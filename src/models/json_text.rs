use diesel::deserialize::{FromSql, FromSqlRow};
use diesel::expression::AsExpression;
use diesel::serialize;
use diesel::serialize::{IsNull, Output, ToSql};
use diesel::sql_types::Text;
use diesel::sqlite::{Sqlite, SqliteValue};
use serde::{Deserialize, Serialize};

/// A JSON value stored as TEXT (question options, rule snapshots, lesson quizzes)
#[derive(Debug, Clone, PartialEq, Eq, Serialize, Deserialize, AsExpression, FromSqlRow)]
#[diesel(sql_type = Text)]
pub struct JsonText(pub serde_json::Value);

impl FromSql<Text, Sqlite> for JsonText {
    fn from_sql(value: SqliteValue<'_, '_, '_>) -> diesel::deserialize::Result<Self> {
        let text = <String as FromSql<Text, Sqlite>>::from_sql(value)?;
        let value = serde_json::from_str(&text)?;
        Ok(JsonText(value))
    }
}

impl ToSql<Text, Sqlite> for JsonText {
    fn to_sql<'b>(&'b self, out: &mut Output<'b, '_, Sqlite>) -> serialize::Result {
        out.set_value(serde_json::to_string(&self.0)?);
        Ok(IsNull::No)
    }
}
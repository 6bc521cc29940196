use chrono::{NaiveDateTime, Utc};
use diesel::prelude::*;
use serde::{Deserialize, Serialize};
use uuid::Uuid;

use super::JsonText;

/// Atomic learning content within a module
///
/// Identity is immutable; content may be edited in place. The embedded quiz
/// is opaque to the engines (only pre-assessments are scored server-side).
#[derive(Queryable, Selectable, Insertable, Debug, Clone, PartialEq, Serialize, Deserialize)]
#[diesel(table_name = crate::schema::lessons)]
#[diesel(check_for_backend(diesel::sqlite::Sqlite))]
pub struct Lesson {
    id: String,

    module_id: String,

    title: String,

    /// Position within the module
    position: i32,

    content: String,

    /// Embedded single-question-set quiz, if any
    quiz: Option<JsonText>,

    created_at: NaiveDateTime,
}

impl Lesson {
    pub fn new(module_id: &str, title: String, position: i32, content: String) -> Self {
        Self {
            id: Uuid::new_v4().to_string(),
            module_id: module_id.to_string(),
            title,
            position,
            content,
            quiz: None,
            created_at: Utc::now().naive_utc(),
        }
    }

    pub fn get_id(&self) -> String {
        self.id.clone()
    }

    pub fn get_module_id(&self) -> String {
        self.module_id.clone()
    }

    pub fn get_title(&self) -> String {
        self.title.clone()
    }

    pub fn get_position(&self) -> i32 {
        self.position
    }
}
■ ■ ■ ■ ■ ■ ■
## Work order
Wherever a line in the data above contains the word "AsExpression", copy that line.

## Answer to this exercise
use diesel::expression::AsExpression;
#[derive(Debug, Clone, PartialEq, Eq, Serialize, Deserialize, AsExpression, FromSqlRow)]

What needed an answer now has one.